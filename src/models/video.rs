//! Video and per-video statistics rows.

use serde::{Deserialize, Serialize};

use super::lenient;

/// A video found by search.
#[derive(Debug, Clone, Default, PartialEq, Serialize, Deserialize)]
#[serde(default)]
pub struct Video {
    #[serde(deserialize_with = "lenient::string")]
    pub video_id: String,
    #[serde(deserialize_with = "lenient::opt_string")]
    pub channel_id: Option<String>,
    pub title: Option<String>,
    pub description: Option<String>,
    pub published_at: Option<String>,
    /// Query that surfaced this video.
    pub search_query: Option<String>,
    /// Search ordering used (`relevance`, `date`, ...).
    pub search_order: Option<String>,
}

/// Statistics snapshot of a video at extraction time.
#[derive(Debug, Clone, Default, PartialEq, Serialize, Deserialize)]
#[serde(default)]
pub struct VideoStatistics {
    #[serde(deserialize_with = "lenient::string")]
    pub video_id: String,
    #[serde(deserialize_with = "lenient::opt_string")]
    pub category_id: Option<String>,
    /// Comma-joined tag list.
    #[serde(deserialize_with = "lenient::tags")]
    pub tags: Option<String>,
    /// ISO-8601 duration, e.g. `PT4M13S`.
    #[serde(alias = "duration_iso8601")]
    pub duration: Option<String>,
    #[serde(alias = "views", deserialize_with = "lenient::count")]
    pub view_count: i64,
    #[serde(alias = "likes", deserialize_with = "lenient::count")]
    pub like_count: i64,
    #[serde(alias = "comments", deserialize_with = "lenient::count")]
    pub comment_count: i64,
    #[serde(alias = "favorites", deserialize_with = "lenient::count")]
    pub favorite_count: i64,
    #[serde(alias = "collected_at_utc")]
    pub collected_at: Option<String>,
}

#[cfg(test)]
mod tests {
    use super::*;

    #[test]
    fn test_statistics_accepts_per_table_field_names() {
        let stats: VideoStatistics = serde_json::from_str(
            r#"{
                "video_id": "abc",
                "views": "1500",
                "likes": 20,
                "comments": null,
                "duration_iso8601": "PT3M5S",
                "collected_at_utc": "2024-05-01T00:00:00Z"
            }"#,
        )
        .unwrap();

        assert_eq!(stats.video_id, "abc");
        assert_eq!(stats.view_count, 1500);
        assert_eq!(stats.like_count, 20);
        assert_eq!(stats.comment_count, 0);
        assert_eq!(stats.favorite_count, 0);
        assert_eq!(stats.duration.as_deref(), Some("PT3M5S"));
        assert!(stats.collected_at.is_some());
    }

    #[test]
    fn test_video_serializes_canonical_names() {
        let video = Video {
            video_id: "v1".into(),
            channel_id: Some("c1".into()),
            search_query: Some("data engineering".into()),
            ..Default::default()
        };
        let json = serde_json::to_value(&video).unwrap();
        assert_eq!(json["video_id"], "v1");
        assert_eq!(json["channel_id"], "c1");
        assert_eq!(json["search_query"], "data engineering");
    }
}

---

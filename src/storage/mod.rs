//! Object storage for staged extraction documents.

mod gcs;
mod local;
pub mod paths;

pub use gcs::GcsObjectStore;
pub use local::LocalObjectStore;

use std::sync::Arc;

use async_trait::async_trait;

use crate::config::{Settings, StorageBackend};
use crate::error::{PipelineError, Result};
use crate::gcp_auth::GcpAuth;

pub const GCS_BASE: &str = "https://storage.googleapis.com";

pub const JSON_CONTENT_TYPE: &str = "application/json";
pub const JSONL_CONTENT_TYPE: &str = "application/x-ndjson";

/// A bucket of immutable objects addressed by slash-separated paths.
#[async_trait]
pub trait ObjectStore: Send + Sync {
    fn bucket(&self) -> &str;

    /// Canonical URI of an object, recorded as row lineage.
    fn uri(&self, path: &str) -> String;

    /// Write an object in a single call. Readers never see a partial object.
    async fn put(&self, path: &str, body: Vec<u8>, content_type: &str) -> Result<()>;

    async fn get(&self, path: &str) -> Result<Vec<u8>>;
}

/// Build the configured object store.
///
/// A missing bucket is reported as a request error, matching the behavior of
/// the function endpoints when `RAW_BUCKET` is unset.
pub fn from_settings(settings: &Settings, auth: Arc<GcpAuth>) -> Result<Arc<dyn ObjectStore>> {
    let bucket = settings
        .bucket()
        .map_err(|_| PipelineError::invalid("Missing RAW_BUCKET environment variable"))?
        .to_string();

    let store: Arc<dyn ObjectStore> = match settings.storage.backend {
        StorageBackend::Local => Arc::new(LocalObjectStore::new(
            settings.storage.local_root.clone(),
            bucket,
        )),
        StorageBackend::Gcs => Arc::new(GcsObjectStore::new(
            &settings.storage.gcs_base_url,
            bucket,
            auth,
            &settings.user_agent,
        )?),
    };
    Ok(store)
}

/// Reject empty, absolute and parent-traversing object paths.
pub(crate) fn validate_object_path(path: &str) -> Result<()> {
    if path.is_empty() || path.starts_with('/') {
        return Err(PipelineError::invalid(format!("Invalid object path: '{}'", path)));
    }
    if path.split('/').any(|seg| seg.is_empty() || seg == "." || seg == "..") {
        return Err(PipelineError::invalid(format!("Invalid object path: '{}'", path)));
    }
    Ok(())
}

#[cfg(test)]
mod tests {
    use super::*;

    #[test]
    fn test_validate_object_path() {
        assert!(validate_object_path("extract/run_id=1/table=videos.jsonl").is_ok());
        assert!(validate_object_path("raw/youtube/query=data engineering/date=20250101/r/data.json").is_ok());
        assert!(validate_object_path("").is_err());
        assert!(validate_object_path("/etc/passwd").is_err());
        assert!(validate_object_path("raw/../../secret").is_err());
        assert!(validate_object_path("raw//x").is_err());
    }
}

--

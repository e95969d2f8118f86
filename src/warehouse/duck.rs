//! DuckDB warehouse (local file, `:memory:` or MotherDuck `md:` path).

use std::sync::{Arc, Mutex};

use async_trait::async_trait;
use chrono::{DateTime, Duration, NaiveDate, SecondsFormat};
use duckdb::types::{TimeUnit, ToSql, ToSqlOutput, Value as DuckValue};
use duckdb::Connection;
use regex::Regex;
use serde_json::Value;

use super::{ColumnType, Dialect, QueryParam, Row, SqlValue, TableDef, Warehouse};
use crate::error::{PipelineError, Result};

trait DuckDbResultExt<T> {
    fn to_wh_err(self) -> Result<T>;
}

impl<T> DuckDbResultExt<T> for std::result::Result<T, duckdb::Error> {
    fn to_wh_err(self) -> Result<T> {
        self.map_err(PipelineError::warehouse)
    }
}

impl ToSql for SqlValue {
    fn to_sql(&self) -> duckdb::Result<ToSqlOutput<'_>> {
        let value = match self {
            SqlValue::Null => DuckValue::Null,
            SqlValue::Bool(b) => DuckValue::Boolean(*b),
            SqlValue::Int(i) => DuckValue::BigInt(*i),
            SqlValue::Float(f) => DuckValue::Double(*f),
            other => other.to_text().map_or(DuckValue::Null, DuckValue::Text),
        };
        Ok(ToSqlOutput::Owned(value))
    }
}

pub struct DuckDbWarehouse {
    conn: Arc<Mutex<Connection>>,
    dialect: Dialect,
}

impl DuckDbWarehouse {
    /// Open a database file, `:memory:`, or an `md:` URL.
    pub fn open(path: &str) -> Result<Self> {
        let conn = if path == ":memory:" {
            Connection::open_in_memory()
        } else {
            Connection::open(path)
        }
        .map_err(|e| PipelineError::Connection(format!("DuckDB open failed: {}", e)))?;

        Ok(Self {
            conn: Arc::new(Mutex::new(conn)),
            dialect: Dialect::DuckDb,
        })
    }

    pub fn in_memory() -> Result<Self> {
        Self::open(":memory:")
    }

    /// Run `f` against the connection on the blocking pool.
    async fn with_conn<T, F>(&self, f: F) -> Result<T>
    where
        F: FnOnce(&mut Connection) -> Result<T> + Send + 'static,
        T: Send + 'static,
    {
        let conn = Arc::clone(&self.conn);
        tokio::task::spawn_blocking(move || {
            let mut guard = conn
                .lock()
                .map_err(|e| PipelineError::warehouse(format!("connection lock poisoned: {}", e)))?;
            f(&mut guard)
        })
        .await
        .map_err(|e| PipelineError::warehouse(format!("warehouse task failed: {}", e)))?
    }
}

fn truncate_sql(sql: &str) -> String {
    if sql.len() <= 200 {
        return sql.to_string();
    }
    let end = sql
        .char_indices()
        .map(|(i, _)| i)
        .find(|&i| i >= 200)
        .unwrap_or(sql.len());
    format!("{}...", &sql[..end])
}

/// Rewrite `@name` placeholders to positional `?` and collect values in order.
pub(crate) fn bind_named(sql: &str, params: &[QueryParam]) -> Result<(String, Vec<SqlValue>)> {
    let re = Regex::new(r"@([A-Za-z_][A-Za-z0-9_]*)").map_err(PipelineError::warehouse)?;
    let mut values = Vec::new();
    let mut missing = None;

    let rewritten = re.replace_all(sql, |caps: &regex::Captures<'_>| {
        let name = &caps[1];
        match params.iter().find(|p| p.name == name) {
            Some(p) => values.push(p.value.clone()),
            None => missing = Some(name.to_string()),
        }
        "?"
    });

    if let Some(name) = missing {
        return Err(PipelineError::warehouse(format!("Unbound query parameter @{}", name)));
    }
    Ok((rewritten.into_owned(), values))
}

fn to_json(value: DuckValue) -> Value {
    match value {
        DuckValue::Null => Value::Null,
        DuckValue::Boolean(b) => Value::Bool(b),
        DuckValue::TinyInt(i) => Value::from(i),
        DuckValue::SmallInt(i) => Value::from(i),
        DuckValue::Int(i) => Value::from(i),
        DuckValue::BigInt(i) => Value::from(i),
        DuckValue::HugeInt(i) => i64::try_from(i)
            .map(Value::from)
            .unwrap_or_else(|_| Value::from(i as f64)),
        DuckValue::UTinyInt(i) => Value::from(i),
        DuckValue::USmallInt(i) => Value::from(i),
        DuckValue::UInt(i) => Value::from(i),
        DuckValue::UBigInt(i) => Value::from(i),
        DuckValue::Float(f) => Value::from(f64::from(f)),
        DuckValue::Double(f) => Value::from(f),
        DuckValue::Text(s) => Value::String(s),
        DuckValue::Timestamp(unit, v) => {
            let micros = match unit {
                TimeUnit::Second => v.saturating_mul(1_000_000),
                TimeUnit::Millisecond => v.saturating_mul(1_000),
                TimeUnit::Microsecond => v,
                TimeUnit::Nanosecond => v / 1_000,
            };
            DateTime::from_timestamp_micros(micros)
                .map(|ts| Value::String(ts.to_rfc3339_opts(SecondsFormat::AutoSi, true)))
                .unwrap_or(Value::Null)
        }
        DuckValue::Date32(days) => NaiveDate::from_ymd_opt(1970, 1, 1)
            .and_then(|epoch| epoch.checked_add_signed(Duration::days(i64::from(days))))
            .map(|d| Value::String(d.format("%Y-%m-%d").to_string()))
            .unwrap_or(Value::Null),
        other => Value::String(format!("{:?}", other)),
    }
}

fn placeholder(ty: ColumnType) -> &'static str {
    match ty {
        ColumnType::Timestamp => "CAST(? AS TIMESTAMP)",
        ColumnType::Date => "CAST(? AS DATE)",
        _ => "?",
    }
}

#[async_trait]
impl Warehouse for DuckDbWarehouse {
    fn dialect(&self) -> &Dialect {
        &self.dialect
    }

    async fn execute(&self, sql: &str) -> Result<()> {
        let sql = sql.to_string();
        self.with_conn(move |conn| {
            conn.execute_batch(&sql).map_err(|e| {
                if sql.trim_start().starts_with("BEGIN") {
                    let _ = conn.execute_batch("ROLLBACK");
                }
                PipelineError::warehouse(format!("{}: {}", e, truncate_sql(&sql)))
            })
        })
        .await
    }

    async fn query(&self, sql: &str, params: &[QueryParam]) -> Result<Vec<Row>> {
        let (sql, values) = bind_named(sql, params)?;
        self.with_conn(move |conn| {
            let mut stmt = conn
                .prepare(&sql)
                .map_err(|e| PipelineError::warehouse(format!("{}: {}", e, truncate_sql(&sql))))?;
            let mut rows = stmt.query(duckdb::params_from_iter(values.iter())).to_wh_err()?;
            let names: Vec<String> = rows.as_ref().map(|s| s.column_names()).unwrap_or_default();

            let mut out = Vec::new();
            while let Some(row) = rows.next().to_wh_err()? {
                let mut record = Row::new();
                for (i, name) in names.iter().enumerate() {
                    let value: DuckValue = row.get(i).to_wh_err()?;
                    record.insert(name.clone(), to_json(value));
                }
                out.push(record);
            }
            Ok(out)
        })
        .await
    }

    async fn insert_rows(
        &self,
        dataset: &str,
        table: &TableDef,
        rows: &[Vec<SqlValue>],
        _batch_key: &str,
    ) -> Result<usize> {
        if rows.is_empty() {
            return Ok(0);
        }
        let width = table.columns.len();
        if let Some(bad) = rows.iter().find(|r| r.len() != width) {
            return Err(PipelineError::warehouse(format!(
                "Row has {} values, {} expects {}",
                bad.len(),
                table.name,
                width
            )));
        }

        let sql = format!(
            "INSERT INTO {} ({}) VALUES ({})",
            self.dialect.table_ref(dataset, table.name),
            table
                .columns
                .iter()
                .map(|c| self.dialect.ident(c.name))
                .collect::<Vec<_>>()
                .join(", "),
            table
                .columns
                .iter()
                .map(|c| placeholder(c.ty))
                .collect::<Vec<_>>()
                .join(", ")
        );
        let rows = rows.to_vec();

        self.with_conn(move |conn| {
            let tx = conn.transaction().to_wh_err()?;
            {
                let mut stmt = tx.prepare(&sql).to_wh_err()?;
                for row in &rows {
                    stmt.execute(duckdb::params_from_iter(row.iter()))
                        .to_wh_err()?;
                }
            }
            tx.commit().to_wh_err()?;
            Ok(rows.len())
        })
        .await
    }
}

◆ WORK REQUEST:
Which lines contain "Mutex"? Copy each of them from the listing.

◆ FINISHED TASK:
use std::sync::{Arc, Mutex};
    conn: Arc<Mutex<Connection>>,
            conn: Arc::new(Mutex::new(conn)),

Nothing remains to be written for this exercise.